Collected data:
'''

mod support;

use chrono::Duration;
use serde_json::{json, Value};
use support::{error_code, ApiEvent, TestApp, PASSWORD};

#[test]
fn register_login_and_refresh_issue_sessions() {
    let app = TestApp::new();
    let (user_id, _) = app.register_admin("ana@example.com");

    let (status, body) = app.send(ApiEvent::new("POST /auth/register").body(json!({
        "email": "ana@example.com",
        "password": "Otra1234",
        "nombre": "Ana",
    })));
    assert_eq!(status, 400);
    assert_eq!(error_code(&body), "EMAIL_EXISTS");

    let (status, body) = app.send(ApiEvent::new("POST /auth/login").body(json!({
        "email": "ana@example.com",
        "password": "incorrecta",
    })));
    assert_eq!(status, 401);
    assert_eq!(error_code(&body), "INVALID_CREDENTIALS");

    let (status, body) = app.send(ApiEvent::new("POST /auth/login").body(json!({
        "email": "ana@example.com",
        "password": PASSWORD,
    })));
    assert_eq!(status, 200);
    assert_eq!(body["data"]["id"], Value::from(user_id.clone()));
    assert_eq!(body["data"]["expiresIn"], json!(3600));
    let refresh_token = body["data"]["refreshToken"].as_str().expect("refresh").to_string();

    let (status, body) = app.send(
        ApiEvent::new("POST /auth/refresh").body(json!({"refreshToken": refresh_token})),
    );
    assert_eq!(status, 200);
    assert!(body["data"]["token"].is_string());

    let (status, body) = app.send(
        ApiEvent::new("POST /auth/refresh").body(json!({"refreshToken": "not-a-jwt"})),
    );
    assert_eq!(status, 401);
    assert_eq!(error_code(&body), "INVALID_TOKEN");
}

#[test]
fn protected_routes_require_a_valid_bearer() {
    let mut app = TestApp::new();
    let (_, token) = app.register_admin("ana@example.com");

    let (status, body) = app.send(ApiEvent::new("GET /tandas"));
    assert_eq!(status, 401);
    assert_eq!(error_code(&body), "UNAUTHORIZED");

    app.now += Duration::hours(25);
    let (status, _) = app.send(ApiEvent::new("GET /tandas").bearer(&token));
    assert_eq!(status, 401);
}

#[test]
fn unknown_routes_and_preflight() {
    let app = TestApp::new();

    let (status, body) = app.send(ApiEvent::new("GET /desconocido"));
    assert_eq!(status, 400);
    assert_eq!(body, json!({"error_code": "0001", "error_msg": "Recurso invalido"}));

    let (status, body) = app.send(ApiEvent::new("OPTIONS /tandas"));
    assert_eq!(status, 200);
    assert_eq!(body, json!({"message": "OK"}));
}

#[test]
fn password_reset_round_trip() {
    let app = TestApp::new();
    app.register_admin("ana@example.com");

    let (status, body) = app.send(
        ApiEvent::new("POST /auth/forgot-password").body(json!({"email": "  ANA@example.com "})),
    );
    assert_eq!(status, 200);
    assert_eq!(body["success"], json!(true));
    let sent = app.mailer.sent();
    assert_eq!(sent.len(), 1);
    assert_eq!(sent[0].from, "soporte@tandas.test");

    let stored = app.store.items(&app.config.tables.reset_tokens);
    assert_eq!(stored.len(), 1);
    let token = stored[0]["token"].as_str().expect("token").to_string();
    assert_eq!(token.len(), 64);
    assert!(sent[0]
        .text
        .contains(&format!("https://app.tandas.test/reset-password/{token}")));

    let (status, body) = app.send(
        ApiEvent::new("POST /auth/reset-password")
            .body(json!({"token": token, "newPassword": "debil"})),
    );
    assert_eq!(status, 400);
    assert_eq!(error_code(&body), "WEAK_PASSWORD");

    let (status, _) = app.send(
        ApiEvent::new("POST /auth/reset-password")
            .body(json!({"token": token, "newPassword": "NuevaClave9"})),
    );
    assert_eq!(status, 200);
    assert!(app.store.items(&app.config.tables.reset_tokens).is_empty());

    let (status, _) = app.send(ApiEvent::new("POST /auth/login").body(json!({
        "email": "ana@example.com",
        "password": "NuevaClave9",
    })));
    assert_eq!(status, 200);
}

#[test]
fn forgot_password_hides_unknown_emails() {
    let app = TestApp::new();
    let (status, body) = app.send(
        ApiEvent::new("POST /auth/forgot-password").body(json!({"email": "nadie@example.com"})),
    );
    assert_eq!(status, 200);
    assert_eq!(body["success"], json!(true));
    assert!(app.mailer.sent().is_empty());

    let (status, body) = app.send(
        ApiEvent::new("POST /auth/forgot-password").body(json!({"email": "sin-arroba"})),
    );
    assert_eq!(status, 400);
    assert_eq!(error_code(&body), "INVALID_EMAIL");
}

#[test]
fn change_password_checks_the_current_one() {
    let app = TestApp::new();
    let (_, token) = app.register_admin("ana@example.com");

    let (status, body) = app.send(
        ApiEvent::new("POST /auth/change-password")
            .bearer(&token)
            .body(json!({"currentPassword": "Equivocada1", "newPassword": "NuevaClave9"})),
    );
    assert_eq!(status, 401);
    assert_eq!(error_code(&body), "INVALID_PASSWORD");

    let (status, body) = app.send(
        ApiEvent::new("POST /auth/change-password")
            .bearer(&token)
            .body(json!({"currentPassword": PASSWORD, "newPassword": PASSWORD})),
    );
    assert_eq!(status, 400);
    assert_eq!(error_code(&body), "SAME_PASSWORD");

    let (status, _) = app.send(
        ApiEvent::new("POST /auth/change-password")
            .bearer(&token)
            .body(json!({"currentPassword": PASSWORD, "newPassword": "NuevaClave9"})),
    );
    assert_eq!(status, 200);
}

#[test]
fn deletion_request_is_recorded_once() {
    let app = TestApp::new();
    app.register_admin("ana@example.com");

    let (status, body) = app.send(
        ApiEvent::new("PUT /auth/register")
            .body(json!({"email": " Ana@Example.com", "reason": "  "})),
    );
    assert_eq!(status, 200);
    assert_eq!(body["data"]["deletionDate"], json!("2025-02-23"));
    assert_eq!(body["data"]["daysRemaining"], json!(30));

    let users = app.store.items(&app.config.tables.usuarios);
    assert_eq!(users[0]["estadoCuenta"], json!("PENDIENTE_ELIMINACION"));
    assert_eq!(
        users[0]["solicitudEliminacion"]["motivo"],
        json!("No proporcionado")
    );

    let (status, body) = app.send(
        ApiEvent::new("PUT /auth/register").body(json!({"email": "ana@example.com"})),
    );
    assert_eq!(status, 400);
    assert_eq!(error_code(&body), "DELETION_ALREADY_REQUESTED");
}

#[test]
fn account_deletion_cascades_owned_data() {
    let app = TestApp::new();
    let (_, token) = app.register_admin("ana@example.com");
    let tanda_id = app.normal_tanda(&token, 10);
    let participant_id = app.add_participant(
        &token,
        &tanda_id,
        json!({"nombre": "Luis", "telefono": "5512345678", "numeroAsignado": 1}),
    );
    let (status, _) = app.send(
        ApiEvent::new("POST /tandas/{tandaId}/pagos")
            .path("tandaId", &tanda_id)
            .bearer(&token)
            .body(json!({"participanteId": participant_id, "ronda": 1, "pagado": true})),
    );
    assert_eq!(status, 201);
    let (status, _) = app.send(
        ApiEvent::new("POST /tandas/{tandaId}/registro-link")
            .path("tandaId", &tanda_id)
            .bearer(&token)
            .body(json!({"duracionHoras": 24})),
    );
    assert_eq!(status, 200);

    let (status, body) = app.send(ApiEvent::new("DELETE /auth/account").bearer(&token));
    assert_eq!(status, 200);
    assert_eq!(
        body["data"]["eliminados"],
        json!({
            "tandas_eliminadas": 1,
            "participantes_eliminados": 1,
            "pagos_eliminados": 1,
            "links_eliminados": 1,
            "notificaciones_eliminadas": 0,
        })
    );
    let tables = &app.config.tables;
    for table in [&tables.usuarios, &tables.tandas, &tables.participantes, &tables.pagos, &tables.links] {
        assert!(app.store.items(table).is_empty(), "{table} should be empty");
    }
}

'''

**Exercise requirements**
All the records above must be transcribed without a single change to any word.

**Written response**
mod support;

use chrono::Duration;
use serde_json::{json, Value};
use support::{error_code, ApiEvent, TestApp, PASSWORD};

#[test]
fn register_login_and_refresh_issue_sessions() {
    let app = TestApp::new();
    let (user_id, _) = app.register_admin("ana@example.com");

    let (status, body) = app.send(ApiEvent::new("POST /auth/register").body(json!({
        "email": "ana@example.com",
        "password": "Otra1234",
        "nombre": "Ana",
    })));
    assert_eq!(status, 400);
    assert_eq!(error_code(&body), "EMAIL_EXISTS");

    let (status, body) = app.send(ApiEvent::new("POST /auth/login").body(json!({
        "email": "ana@example.com",
        "password": "incorrecta",
    })));
    assert_eq!(status, 401);
    assert_eq!(error_code(&body), "INVALID_CREDENTIALS");

    let (status, body) = app.send(ApiEvent::new("POST /auth/login").body(json!({
        "email": "ana@example.com",
        "password": PASSWORD,
    })));
    assert_eq!(status, 200);
    assert_eq!(body["data"]["id"], Value::from(user_id.clone()));
    assert_eq!(body["data"]["expiresIn"], json!(3600));
    let refresh_token = body["data"]["refreshToken"].as_str().expect("refresh").to_string();

    let (status, body) = app.send(
        ApiEvent::new("POST /auth/refresh").body(json!({"refreshToken": refresh_token})),
    );
    assert_eq!(status, 200);
    assert!(body["data"]["token"].is_string());

    let (status, body) = app.send(
        ApiEvent::new("POST /auth/refresh").body(json!({"refreshToken": "not-a-jwt"})),
    );
    assert_eq!(status, 401);
    assert_eq!(error_code(&body), "INVALID_TOKEN");
}

#[test]
fn protected_routes_require_a_valid_bearer() {
    let mut app = TestApp::new();
    let (_, token) = app.register_admin("ana@example.com");

    let (status, body) = app.send(ApiEvent::new("GET /tandas"));
    assert_eq!(status, 401);
    assert_eq!(error_code(&body), "UNAUTHORIZED");

    app.now += Duration::hours(25);
    let (status, _) = app.send(ApiEvent::new("GET /tandas").bearer(&token));
    assert_eq!(status, 401);
}

#[test]
fn unknown_routes_and_preflight() {
    let app = TestApp::new();

    let (status, body) = app.send(ApiEvent::new("GET /desconocido"));
    assert_eq!(status, 400);
    assert_eq!(body, json!({"error_code": "0001", "error_msg": "Recurso invalido"}));

    let (status, body) = app.send(ApiEvent::new("OPTIONS /tandas"));
    assert_eq!(status, 200);
    assert_eq!(body, json!({"message": "OK"}));
}

#[test]
fn password_reset_round_trip() {
    let app = TestApp::new();
    app.register_admin("ana@example.com");

    let (status, body) = app.send(
        ApiEvent::new("POST /auth/forgot-password").body(json!({"email": "  ANA@example.com "})),
    );
    assert_eq!(status, 200);
    assert_eq!(body["success"], json!(true));
    let sent = app.mailer.sent();
    assert_eq!(sent.len(), 1);
    assert_eq!(sent[0].from, "soporte@tandas.test");

    let stored = app.store.items(&app.config.tables.reset_tokens);
    assert_eq!(stored.len(), 1);
    let token = stored[0]["token"].as_str().expect("token").to_string();
    assert_eq!(token.len(), 64);
    assert!(sent[0]
        .text
        .contains(&format!("https://app.tandas.test/reset-password/{token}")));

    let (status, body) = app.send(
        ApiEvent::new("POST /auth/reset-password")
            .body(json!({"token": token, "newPassword": "debil"})),
    );
    assert_eq!(status, 400);
    assert_eq!(error_code(&body), "WEAK_PASSWORD");

    let (status, _) = app.send(
        ApiEvent::new("POST /auth/reset-password")
            .body(json!({"token": token, "newPassword": "NuevaClave9"})),
    );
    assert_eq!(status, 200);
    assert!(app.store.items(&app.config.tables.reset_tokens).is_empty());

    let (status, _) = app.send(ApiEvent::new("POST /auth/login").body(json!({
        "email": "ana@example.com",
        "password": "NuevaClave9",
    })));
    assert_eq!(status, 200);
}

#[test]
fn forgot_password_hides_unknown_emails() {
    let app = TestApp::new();
    let (status, body) = app.send(
        ApiEvent::new("POST /auth/forgot-password").body(json!({"email": "nadie@example.com"})),
    );
    assert_eq!(status, 200);
    assert_eq!(body["success"], json!(true));
    assert!(app.mailer.sent().is_empty());

    let (status, body) = app.send(
        ApiEvent::new("POST /auth/forgot-password").body(json!({"email": "sin-arroba"})),
    );
    assert_eq!(status, 400);
    assert_eq!(error_code(&body), "INVALID_EMAIL");
}

#[test]
fn change_password_checks_the_current_one() {
    let app = TestApp::new();
    let (_, token) = app.register_admin("ana@example.com");

    let (status, body) = app.send(
        ApiEvent::new("POST /auth/change-password")
            .bearer(&token)
            .body(json!({"currentPassword": "Equivocada1", "newPassword": "NuevaClave9"})),
    );
    assert_eq!(status, 401);
    assert_eq!(error_code(&body), "INVALID_PASSWORD");

    let (status, body) = app.send(
        ApiEvent::new("POST /auth/change-password")
            .bearer(&token)
            .body(json!({"currentPassword": PASSWORD, "newPassword": PASSWORD})),
    );
    assert_eq!(status, 400);
    assert_eq!(error_code(&body), "SAME_PASSWORD");

    let (status, _) = app.send(
        ApiEvent::new("POST /auth/change-password")
            .bearer(&token)
            .body(json!({"currentPassword": PASSWORD, "newPassword": "NuevaClave9"})),
    );
    assert_eq!(status, 200);
}

#[test]
fn deletion_request_is_recorded_once() {
    let app = TestApp::new();
    app.register_admin("ana@example.com");

    let (status, body) = app.send(
        ApiEvent::new("PUT /auth/register")
            .body(json!({"email": " Ana@Example.com", "reason": "  "})),
    );
    assert_eq!(status, 200);
    assert_eq!(body["data"]["deletionDate"], json!("2025-02-23"));
    assert_eq!(body["data"]["daysRemaining"], json!(30));

    let users = app.store.items(&app.config.tables.usuarios);
    assert_eq!(users[0]["estadoCuenta"], json!("PENDIENTE_ELIMINACION"));
    assert_eq!(
        users[0]["solicitudEliminacion"]["motivo"],
        json!("No proporcionado")
    );

    let (status, body) = app.send(
        ApiEvent::new("PUT /auth/register").body(json!({"email": "ana@example.com"})),
    );
    assert_eq!(status, 400);
    assert_eq!(error_code(&body), "DELETION_ALREADY_REQUESTED");
}

#[test]
fn account_deletion_cascades_owned_data() {
    let app = TestApp::new();
    let (_, token) = app.register_admin("ana@example.com");
    let tanda_id = app.normal_tanda(&token, 10);
    let participant_id = app.add_participant(
        &token,
        &tanda_id,
        json!({"nombre": "Luis", "telefono": "5512345678", "numeroAsignado": 1}),
    );
    let (status, _) = app.send(
        ApiEvent::new("POST /tandas/{tandaId}/pagos")
            .path("tandaId", &tanda_id)
            .bearer(&token)
            .body(json!({"participanteId": participant_id, "ronda": 1, "pagado": true})),
    );
    assert_eq!(status, 201);
    let (status, _) = app.send(
        ApiEvent::new("POST /tandas/{tandaId}/registro-link")
            .path("tandaId", &tanda_id)
            .bearer(&token)
            .body(json!({"duracionHoras": 24})),
    );
    assert_eq!(status, 200);

    let (status, body) = app.send(ApiEvent::new("DELETE /auth/account").bearer(&token));
    assert_eq!(status, 200);
    assert_eq!(
        body["data"]["eliminados"],
        json!({
            "tandas_eliminadas": 1,
            "participantes_eliminados": 1,
            "pagos_eliminados": 1,
            "links_eliminados": 1,
            "notificaciones_eliminadas": 0,
        })
    );
    let tables = &app.config.tables;
    for table in [&tables.usuarios, &tables.tandas, &tables.participantes, &tables.pagos, &tables.links] {
        assert!(app.store.items(table).is_empty(), "{table} should be empty");
    }
}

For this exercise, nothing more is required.